The Civil Aviation Administration of China (CAAC) announced on Sunday, June 14, that China Southern Airlines will suspend flight operations between Dhaka and Guangzhou for four weeks beginning June 22, amid a rise in coronavirus disease (COVID-19) cases. The CAAC made the decision following a previous flight from Dhaka, Bangladesh to Guangzhou where 17 passengers on board tested positive for COVID-19, meeting the threshold for a suspension of the service.
Authorities previously reintroduced lockdown measures in parts of Beijing on Saturday, June 13, following the detection of a new cluster of locally transmitted confirmed COVID-19 cases in the vicinity of the Xinfadi market. Authorities closed the market at 03:00 (local time) on Saturday and placed the entirety of southern Fengtai district, including 11 residential areas in the vicinity of the market, under lockdown measures. Additional movement restrictions were also introduced across Beijing and sporting events were suspended. Plans to reopen schools in the capital for grades one through to three on Monday, June 15, were also placed on hold.

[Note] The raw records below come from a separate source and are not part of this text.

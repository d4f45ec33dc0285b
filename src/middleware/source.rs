use crate::config::dynamic::{IpStrategy, SourceCriterion};
use crate::proxy::ClientInfo;
use crate::router::{parse_network, request_host};
use hyper::header::HeaderName;
use hyper::Request;
use ipnetwork::IpNetwork;
use std::net::IpAddr;

const X_FORWARDED_FOR: &str = "x-forwarded-for";

/// Picks the client IP from the peer address or from `X-Forwarded-For`.
#[derive(Debug, Clone, Default)]
pub struct IpExtractor {
    depth: usize,
    excluded: Vec<IpNetwork>,
}

impl IpExtractor {
    pub fn new(strategy: Option<&IpStrategy>) -> Result<Self, String> {
        let Some(strategy) = strategy else {
            return Ok(Self::default());
        };

        let excluded = strategy
            .excluded_ips
            .iter()
            .map(|s| parse_network(s).ok_or_else(|| format!("invalid excluded IP {:?}", s)))
            .collect::<Result<_, _>>()?;

        Ok(Self {
            depth: strategy.depth,
            excluded,
        })
    }

    /// With a depth, the n-th address from the right of `X-Forwarded-For`.
    /// With exclusions, the rightmost address not excluded. Otherwise the
    /// peer address.
    pub fn client_ip<B>(&self, req: &Request<B>) -> Option<IpAddr> {
        if self.depth == 0 && self.excluded.is_empty() {
            return ClientInfo::of(req).map(|c| c.remote_addr.ip());
        }

        let forwarded: Vec<&str> = req
            .headers()
            .get_all(X_FORWARDED_FOR)
            .iter()
            .filter_map(|v| v.to_str().ok())
            .flat_map(|v| v.split(','))
            .map(str::trim)
            .filter(|s| !s.is_empty())
            .collect();

        if self.depth > 0 {
            let index = forwarded.len().checked_sub(self.depth)?;
            return forwarded[index].parse().ok();
        }

        forwarded
            .iter()
            .rev()
            .filter_map(|s| s.parse::<IpAddr>().ok())
            .find(|ip| !self.excluded.iter().any(|net| net.contains(*ip)))
    }
}

/// How requests are grouped for rate limiting and in-flight accounting.
#[derive(Debug, Clone)]
pub enum SourceExtractor {
    Ip(IpExtractor),
    Header(HeaderName),
    Host,
}

impl SourceExtractor {
    /// Header name wins over host, host over IP strategy. No criterion
    /// means the peer address.
    pub fn new(criterion: Option<&SourceCriterion>) -> Result<Self, String> {
        let Some(criterion) = criterion else {
            return Ok(SourceExtractor::Ip(IpExtractor::default()));
        };

        if let Some(name) = criterion.request_header_name.as_deref().filter(|n| !n.is_empty()) {
            let header = HeaderName::from_bytes(name.as_bytes())
                .map_err(|_| format!("invalid header name {:?}", name))?;
            return Ok(SourceExtractor::Header(header));
        }

        if criterion.request_host {
            return Ok(SourceExtractor::Host);
        }

        IpExtractor::new(criterion.ip_strategy.as_ref()).map(SourceExtractor::Ip)
    }

    pub fn key<B>(&self, req: &Request<B>) -> Option<String> {
        match self {
            SourceExtractor::Ip(extractor) => extractor.client_ip(req).map(|ip| ip.to_string()),
            SourceExtractor::Header(name) => Some(
                req.headers()
                    .get(name)
                    .and_then(|v| v.to_str().ok())
                    .unwrap_or_default()
                    .to_string(),
            ),
            SourceExtractor::Host => Some(request_host(req).unwrap_or_default().to_string()),
        }
    }
}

The CAAC announced on Monday, June 8, that 95 foreign airlines will be permitted to resume commercial flights to Chinese destinations following a suspension of flights due to the COVID-19 pandemic. Airlines are permitted to operate one flight a week into China and can choose from a list of cities provided by the CAAC, provided they were already licensed to operate the route prior to the flight ban. Airlines that successfully screen out positive COVID-19 cases prior to arrival in China for three consecutive weeks will be permitted to operate a second weekly flight. Airlines that operate a flight with five or more positive cases will be suspended from operating flights for a week, and flights with ten or more cases will see the airline suspended for four weeks.
As of Sunday, June 14, health authorities have confirmed 84,288 COVID-19 cases and 4638 associated deaths in the country. Further spread of the virus is expected in the near term.
The first case of COVID-19 was reported on December 31 and the source of the outbreak has been linked to a wet market in Wuhan (Hubei province, China). Human-to-human and patient-to-medical staff transmission of the virus have been confirmed. Many of the associated fatalities have been due to pneumonia caused by the virus.
Cases of the virus have been confirmed in numerous countries and territories worldwide. Virus-screening and quarantining measures are being implemented at airports worldwide, as well as extensive travel restrictions. On March 11, the World Health Organization (WHO) declared the global outbreak a pandemic.
Pneumonia symptoms include dry cough, chest pain, fever, and trouble breathing. Pneumonia can be contagious and can be transmitted from human to human. The influenza virus, or the flu, is a common cause of viral pneumonia.
Measures adopted by local authorities evolve quickly and are usually effective immediately. Depending on the evolution of the outbreak in other countries, authorities are likely to modify, at very short notice, the list of countries whose travelers are subject to border control measures or entry restrictions upon their arrival to the territory in question. It is advised to postpone nonessential travel due to the risk that travelers may be refused entry or be subject to quarantine upon their arrival or during their stay. To reduce the risk of COVID-19 transmission, travelers are advised to abide by the following measures:
- Frequently clean hands by applying an alcohol-based hand rub or washing with soap and water.
- When coughing and sneezing, cover mouth and nose with a flexed elbow or tissue; if used, throw the tissue away immediately and wash hands.
- If experiencing a fever, cough, difficulty breathing, or any other symptoms suggestive of respiratory illness, including pneumonia, call emergency services before going to the doctor or hospital to prevent the potential spread of the disease.